● Data
BEGIN
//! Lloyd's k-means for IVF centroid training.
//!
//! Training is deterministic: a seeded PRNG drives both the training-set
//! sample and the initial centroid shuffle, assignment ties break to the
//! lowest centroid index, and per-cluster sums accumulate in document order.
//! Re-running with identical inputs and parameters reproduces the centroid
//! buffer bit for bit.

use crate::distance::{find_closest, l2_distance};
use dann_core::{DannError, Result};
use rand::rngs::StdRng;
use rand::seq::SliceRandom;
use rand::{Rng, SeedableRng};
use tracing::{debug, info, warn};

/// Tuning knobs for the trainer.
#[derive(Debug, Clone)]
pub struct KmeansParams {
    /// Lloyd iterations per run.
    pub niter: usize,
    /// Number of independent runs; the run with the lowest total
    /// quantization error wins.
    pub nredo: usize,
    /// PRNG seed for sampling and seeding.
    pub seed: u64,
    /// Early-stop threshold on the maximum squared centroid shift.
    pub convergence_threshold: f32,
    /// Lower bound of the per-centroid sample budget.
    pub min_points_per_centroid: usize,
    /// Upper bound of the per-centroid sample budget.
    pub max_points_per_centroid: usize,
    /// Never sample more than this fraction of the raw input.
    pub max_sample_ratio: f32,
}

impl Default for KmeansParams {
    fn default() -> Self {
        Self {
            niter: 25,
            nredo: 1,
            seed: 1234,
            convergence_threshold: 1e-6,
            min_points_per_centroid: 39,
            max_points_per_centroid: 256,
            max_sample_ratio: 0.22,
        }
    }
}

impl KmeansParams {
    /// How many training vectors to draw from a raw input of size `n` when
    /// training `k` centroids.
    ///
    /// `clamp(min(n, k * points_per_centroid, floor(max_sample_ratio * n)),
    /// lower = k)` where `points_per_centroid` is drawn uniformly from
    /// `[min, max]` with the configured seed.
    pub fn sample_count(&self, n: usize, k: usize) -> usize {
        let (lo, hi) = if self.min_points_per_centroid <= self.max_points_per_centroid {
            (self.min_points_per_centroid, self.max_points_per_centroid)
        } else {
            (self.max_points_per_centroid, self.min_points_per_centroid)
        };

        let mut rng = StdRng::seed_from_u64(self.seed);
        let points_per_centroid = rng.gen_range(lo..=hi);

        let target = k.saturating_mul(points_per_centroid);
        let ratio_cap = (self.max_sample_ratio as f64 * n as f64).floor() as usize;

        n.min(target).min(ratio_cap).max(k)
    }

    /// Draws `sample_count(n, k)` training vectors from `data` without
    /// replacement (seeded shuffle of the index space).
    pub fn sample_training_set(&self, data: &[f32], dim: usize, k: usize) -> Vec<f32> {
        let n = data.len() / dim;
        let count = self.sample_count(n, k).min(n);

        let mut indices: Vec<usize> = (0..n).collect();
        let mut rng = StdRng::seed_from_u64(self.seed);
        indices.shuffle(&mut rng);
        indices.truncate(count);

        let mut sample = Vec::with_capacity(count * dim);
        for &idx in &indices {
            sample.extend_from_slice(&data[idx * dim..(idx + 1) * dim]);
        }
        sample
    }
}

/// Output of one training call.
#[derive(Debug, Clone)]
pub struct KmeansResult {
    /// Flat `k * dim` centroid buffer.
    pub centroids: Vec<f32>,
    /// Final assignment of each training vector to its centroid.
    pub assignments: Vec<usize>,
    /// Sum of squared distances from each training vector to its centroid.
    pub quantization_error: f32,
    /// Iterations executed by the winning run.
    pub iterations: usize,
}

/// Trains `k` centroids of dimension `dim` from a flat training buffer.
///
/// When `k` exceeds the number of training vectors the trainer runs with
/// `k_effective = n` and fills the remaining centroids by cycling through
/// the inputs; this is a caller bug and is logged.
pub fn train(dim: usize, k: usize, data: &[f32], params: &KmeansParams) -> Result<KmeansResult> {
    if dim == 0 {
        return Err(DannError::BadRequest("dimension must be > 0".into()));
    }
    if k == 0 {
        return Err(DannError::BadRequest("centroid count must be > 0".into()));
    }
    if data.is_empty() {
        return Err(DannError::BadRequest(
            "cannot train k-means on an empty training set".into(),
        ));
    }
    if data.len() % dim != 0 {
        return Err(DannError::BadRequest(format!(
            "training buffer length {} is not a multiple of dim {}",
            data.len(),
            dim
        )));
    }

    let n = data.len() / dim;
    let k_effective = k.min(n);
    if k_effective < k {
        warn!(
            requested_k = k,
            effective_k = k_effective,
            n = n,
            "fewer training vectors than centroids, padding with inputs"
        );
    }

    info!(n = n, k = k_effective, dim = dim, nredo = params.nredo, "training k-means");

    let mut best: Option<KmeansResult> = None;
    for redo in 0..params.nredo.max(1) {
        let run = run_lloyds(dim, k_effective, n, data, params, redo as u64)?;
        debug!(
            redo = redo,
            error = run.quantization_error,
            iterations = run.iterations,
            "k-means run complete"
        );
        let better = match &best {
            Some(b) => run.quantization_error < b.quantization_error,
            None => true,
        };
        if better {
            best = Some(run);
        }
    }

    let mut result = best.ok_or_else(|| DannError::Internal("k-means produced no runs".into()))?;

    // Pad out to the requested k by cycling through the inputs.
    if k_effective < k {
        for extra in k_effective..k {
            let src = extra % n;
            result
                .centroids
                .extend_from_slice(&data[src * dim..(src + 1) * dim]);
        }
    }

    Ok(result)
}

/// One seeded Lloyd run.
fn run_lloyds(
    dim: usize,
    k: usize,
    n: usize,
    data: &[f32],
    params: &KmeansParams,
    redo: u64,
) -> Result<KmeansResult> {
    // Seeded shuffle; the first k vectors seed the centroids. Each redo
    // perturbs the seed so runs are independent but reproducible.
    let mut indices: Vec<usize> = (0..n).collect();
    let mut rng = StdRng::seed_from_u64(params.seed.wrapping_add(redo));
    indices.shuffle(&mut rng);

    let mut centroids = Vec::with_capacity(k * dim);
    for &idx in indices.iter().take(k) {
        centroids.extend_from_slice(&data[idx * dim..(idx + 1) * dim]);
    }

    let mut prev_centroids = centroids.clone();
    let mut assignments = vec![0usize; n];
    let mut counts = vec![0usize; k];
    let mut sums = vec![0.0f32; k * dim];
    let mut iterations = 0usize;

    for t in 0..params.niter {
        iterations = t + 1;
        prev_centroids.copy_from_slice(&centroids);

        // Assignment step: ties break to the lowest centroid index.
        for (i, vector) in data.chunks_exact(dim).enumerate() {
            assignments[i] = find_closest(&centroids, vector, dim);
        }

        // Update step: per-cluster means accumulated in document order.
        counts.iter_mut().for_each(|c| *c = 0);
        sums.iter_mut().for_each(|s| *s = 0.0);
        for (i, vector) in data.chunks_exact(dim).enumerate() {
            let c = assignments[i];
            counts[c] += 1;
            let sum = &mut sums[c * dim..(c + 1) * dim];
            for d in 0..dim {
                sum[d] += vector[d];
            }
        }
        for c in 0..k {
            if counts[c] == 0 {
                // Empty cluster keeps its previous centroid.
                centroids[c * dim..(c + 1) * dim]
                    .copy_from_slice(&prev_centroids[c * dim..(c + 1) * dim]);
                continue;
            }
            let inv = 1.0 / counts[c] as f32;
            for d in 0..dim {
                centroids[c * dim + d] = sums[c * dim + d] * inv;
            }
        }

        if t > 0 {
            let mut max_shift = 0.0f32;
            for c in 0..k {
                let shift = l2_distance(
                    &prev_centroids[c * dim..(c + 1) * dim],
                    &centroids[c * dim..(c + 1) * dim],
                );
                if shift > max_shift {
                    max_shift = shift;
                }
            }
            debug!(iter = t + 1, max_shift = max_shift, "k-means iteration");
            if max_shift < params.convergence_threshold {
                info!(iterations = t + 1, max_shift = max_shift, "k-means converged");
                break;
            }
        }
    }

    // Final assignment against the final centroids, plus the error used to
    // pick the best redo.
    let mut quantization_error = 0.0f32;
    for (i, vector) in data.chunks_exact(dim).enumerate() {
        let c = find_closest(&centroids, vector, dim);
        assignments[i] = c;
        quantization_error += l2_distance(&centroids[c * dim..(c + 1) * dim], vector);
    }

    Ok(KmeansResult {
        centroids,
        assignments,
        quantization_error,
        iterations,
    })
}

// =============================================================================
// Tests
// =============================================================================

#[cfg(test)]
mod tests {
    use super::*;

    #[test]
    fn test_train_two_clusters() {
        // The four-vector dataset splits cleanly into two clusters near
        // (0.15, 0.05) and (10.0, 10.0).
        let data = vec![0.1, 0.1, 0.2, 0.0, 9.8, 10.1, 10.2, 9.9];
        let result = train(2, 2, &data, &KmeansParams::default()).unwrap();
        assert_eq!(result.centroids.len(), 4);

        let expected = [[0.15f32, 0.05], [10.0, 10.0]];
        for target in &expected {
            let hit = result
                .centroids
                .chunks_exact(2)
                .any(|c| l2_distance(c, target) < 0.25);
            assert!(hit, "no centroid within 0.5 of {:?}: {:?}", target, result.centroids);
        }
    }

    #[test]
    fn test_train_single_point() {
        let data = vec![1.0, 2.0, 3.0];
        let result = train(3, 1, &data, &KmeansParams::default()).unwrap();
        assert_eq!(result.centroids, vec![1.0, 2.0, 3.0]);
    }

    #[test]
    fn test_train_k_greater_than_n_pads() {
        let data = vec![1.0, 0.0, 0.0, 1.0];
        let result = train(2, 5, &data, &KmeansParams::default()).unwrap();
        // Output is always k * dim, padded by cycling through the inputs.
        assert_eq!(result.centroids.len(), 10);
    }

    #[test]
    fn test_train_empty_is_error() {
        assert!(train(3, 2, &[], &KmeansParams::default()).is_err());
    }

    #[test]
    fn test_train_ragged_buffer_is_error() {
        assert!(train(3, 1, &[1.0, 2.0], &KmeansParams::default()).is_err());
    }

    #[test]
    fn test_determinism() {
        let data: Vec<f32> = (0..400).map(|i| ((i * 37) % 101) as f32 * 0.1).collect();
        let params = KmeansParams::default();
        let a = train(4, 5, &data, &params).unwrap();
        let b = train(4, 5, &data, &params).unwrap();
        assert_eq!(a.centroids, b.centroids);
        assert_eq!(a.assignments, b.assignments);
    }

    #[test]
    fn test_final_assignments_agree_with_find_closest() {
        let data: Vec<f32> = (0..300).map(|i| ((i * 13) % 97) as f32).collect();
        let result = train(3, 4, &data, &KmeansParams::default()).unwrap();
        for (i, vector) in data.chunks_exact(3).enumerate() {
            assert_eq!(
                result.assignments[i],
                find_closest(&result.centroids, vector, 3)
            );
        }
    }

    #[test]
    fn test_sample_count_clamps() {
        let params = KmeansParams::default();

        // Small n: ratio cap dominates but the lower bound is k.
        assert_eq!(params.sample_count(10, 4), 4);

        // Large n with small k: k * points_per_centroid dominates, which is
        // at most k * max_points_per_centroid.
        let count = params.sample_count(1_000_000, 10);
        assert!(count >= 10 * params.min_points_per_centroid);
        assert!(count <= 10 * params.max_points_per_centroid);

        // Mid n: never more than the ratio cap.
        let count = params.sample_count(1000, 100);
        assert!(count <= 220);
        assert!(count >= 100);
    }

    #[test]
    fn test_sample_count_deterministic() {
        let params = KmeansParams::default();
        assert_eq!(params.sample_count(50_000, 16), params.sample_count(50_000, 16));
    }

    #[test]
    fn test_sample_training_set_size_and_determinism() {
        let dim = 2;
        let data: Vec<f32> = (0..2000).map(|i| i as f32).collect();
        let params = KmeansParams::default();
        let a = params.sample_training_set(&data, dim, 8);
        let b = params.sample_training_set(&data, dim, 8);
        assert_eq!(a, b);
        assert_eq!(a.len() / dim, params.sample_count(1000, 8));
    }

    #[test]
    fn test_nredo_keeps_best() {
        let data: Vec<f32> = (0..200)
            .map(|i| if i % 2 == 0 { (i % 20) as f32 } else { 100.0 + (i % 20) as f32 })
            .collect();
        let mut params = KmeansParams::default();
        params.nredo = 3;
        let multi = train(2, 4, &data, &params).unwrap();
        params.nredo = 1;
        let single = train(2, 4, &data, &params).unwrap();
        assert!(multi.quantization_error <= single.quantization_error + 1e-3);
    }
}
END
BEGIN
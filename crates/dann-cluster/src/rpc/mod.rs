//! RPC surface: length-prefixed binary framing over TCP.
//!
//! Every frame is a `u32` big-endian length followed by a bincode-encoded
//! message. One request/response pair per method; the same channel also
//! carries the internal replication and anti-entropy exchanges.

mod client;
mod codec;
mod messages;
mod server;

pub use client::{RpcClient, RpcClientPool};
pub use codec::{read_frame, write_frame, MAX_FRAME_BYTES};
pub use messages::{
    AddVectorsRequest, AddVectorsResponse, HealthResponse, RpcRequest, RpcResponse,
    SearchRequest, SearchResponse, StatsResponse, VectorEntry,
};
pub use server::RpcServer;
END
BEGIN
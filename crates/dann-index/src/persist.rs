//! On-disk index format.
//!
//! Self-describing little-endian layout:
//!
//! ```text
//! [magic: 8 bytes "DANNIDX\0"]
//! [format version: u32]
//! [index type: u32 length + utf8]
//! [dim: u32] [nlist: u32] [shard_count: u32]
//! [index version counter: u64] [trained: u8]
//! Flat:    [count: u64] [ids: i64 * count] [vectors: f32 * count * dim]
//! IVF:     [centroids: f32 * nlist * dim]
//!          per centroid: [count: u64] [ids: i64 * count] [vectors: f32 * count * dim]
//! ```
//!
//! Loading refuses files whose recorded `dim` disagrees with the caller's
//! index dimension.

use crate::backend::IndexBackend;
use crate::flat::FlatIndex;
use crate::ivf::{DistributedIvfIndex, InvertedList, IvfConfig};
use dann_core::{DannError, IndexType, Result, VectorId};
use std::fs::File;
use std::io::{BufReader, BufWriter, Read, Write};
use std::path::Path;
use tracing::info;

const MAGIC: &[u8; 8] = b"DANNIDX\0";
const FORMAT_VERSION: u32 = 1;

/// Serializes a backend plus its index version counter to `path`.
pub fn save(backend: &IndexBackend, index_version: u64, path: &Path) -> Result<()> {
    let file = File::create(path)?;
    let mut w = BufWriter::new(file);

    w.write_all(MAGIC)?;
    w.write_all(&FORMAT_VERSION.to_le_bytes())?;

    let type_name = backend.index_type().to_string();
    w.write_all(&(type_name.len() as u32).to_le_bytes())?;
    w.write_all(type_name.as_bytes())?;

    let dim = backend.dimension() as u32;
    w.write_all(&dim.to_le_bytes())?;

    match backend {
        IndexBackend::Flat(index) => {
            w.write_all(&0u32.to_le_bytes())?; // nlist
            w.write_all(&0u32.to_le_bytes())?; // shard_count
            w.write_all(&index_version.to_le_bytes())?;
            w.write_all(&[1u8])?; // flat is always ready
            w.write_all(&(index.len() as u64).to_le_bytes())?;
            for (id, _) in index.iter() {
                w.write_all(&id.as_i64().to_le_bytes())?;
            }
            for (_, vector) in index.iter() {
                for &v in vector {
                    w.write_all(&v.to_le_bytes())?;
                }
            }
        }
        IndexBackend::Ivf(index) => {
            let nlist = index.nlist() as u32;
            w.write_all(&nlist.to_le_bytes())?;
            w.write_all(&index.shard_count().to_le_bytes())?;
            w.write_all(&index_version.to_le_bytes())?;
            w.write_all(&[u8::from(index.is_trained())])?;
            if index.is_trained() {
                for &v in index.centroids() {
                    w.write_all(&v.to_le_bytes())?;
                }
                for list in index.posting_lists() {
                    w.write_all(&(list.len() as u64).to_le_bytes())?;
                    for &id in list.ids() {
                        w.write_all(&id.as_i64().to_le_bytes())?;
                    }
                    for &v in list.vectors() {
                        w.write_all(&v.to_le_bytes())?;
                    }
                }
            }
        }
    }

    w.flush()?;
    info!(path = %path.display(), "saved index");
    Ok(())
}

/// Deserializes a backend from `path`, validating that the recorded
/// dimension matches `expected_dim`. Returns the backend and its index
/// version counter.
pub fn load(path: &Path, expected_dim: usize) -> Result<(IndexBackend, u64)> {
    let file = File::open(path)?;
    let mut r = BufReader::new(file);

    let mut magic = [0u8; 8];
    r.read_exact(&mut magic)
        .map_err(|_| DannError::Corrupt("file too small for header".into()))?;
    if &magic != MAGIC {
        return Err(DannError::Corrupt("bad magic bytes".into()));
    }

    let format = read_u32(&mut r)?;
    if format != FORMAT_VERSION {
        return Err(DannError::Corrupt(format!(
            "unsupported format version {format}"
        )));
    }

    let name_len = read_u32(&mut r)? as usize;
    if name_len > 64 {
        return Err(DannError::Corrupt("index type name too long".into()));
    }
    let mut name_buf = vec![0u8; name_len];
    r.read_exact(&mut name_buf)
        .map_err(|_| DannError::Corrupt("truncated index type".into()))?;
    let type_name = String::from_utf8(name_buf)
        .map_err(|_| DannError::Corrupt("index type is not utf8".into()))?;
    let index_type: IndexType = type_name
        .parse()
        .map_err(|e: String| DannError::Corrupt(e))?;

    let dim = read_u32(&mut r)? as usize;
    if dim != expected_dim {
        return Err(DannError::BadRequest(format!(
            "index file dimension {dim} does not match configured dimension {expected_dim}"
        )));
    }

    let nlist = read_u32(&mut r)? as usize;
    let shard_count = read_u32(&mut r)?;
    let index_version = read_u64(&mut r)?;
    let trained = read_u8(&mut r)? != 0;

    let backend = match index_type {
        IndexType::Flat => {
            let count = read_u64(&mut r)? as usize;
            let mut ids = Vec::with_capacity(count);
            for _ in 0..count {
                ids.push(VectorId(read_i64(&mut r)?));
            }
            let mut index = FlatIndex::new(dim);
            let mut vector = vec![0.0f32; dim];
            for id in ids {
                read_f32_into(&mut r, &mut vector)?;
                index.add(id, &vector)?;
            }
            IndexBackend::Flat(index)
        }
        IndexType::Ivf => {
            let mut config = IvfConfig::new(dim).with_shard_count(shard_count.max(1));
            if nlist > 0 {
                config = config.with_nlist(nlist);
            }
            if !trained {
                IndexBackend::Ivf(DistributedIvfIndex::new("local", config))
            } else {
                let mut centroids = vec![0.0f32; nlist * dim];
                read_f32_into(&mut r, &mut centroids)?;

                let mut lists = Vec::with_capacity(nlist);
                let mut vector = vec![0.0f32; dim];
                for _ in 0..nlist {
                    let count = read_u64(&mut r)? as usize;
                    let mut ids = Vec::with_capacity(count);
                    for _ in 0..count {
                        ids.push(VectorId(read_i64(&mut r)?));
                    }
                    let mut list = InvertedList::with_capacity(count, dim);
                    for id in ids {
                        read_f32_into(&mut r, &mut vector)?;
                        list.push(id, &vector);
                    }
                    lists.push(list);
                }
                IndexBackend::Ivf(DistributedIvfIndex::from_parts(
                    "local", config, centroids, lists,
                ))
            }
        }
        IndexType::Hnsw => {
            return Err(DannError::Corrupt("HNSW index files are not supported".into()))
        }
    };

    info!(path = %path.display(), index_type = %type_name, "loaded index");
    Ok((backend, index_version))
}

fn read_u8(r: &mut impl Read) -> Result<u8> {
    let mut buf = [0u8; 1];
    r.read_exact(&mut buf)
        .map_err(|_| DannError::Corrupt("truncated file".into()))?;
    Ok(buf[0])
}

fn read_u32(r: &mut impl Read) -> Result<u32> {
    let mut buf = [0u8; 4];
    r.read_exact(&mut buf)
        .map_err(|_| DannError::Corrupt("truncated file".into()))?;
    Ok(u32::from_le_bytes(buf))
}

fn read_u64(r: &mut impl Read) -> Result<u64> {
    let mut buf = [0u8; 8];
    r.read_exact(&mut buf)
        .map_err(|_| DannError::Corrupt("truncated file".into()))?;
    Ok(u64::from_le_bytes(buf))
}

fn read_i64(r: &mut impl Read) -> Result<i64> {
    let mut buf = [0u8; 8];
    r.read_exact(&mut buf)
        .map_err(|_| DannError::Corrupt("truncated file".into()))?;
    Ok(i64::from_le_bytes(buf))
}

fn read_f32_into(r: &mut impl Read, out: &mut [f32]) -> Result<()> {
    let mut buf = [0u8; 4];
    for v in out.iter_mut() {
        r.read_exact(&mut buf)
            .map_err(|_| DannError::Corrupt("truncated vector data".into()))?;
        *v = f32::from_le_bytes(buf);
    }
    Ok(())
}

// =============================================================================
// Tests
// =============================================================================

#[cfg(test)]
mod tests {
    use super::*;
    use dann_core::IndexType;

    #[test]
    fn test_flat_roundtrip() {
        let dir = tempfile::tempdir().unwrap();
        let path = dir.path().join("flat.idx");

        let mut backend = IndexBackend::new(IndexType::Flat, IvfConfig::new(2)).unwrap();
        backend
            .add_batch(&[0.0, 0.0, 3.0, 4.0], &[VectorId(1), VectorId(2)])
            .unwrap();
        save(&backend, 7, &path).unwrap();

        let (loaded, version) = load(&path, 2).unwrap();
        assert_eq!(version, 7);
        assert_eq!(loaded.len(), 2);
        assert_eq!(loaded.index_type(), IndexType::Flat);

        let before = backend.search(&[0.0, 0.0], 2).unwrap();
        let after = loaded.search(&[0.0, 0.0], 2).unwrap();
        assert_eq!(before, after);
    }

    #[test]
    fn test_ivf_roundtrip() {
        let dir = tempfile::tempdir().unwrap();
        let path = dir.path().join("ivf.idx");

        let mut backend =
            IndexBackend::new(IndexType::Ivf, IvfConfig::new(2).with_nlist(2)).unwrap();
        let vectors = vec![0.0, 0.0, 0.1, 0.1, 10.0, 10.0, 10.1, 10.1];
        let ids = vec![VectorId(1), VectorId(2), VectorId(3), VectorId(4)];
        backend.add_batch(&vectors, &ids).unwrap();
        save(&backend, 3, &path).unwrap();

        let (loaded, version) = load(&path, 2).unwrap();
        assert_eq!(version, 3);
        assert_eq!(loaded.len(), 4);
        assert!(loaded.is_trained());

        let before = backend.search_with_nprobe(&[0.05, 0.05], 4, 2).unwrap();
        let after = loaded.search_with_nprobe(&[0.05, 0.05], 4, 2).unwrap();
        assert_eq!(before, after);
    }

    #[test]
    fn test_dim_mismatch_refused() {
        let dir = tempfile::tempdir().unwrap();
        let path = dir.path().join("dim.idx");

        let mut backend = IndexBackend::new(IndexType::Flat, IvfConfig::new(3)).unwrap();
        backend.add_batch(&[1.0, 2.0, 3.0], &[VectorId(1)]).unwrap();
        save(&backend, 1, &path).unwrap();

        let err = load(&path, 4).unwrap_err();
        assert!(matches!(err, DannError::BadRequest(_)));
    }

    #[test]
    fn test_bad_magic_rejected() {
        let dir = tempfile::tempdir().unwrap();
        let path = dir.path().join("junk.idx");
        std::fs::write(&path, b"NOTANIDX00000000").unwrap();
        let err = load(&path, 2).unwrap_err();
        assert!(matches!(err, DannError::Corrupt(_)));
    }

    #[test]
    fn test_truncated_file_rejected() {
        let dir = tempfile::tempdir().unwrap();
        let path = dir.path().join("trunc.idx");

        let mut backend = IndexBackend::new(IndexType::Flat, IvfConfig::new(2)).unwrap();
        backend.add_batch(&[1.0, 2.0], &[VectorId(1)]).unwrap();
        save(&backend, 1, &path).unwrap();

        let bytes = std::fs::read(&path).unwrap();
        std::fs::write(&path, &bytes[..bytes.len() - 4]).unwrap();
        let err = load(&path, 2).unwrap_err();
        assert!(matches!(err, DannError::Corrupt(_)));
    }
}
END
● Required action
Where the string "trainer" occurs in a line of the listing, copy the line.

● Expected output
/// Tuning knobs for the trainer.
/// When `k` exceeds the number of training vectors the trainer runs with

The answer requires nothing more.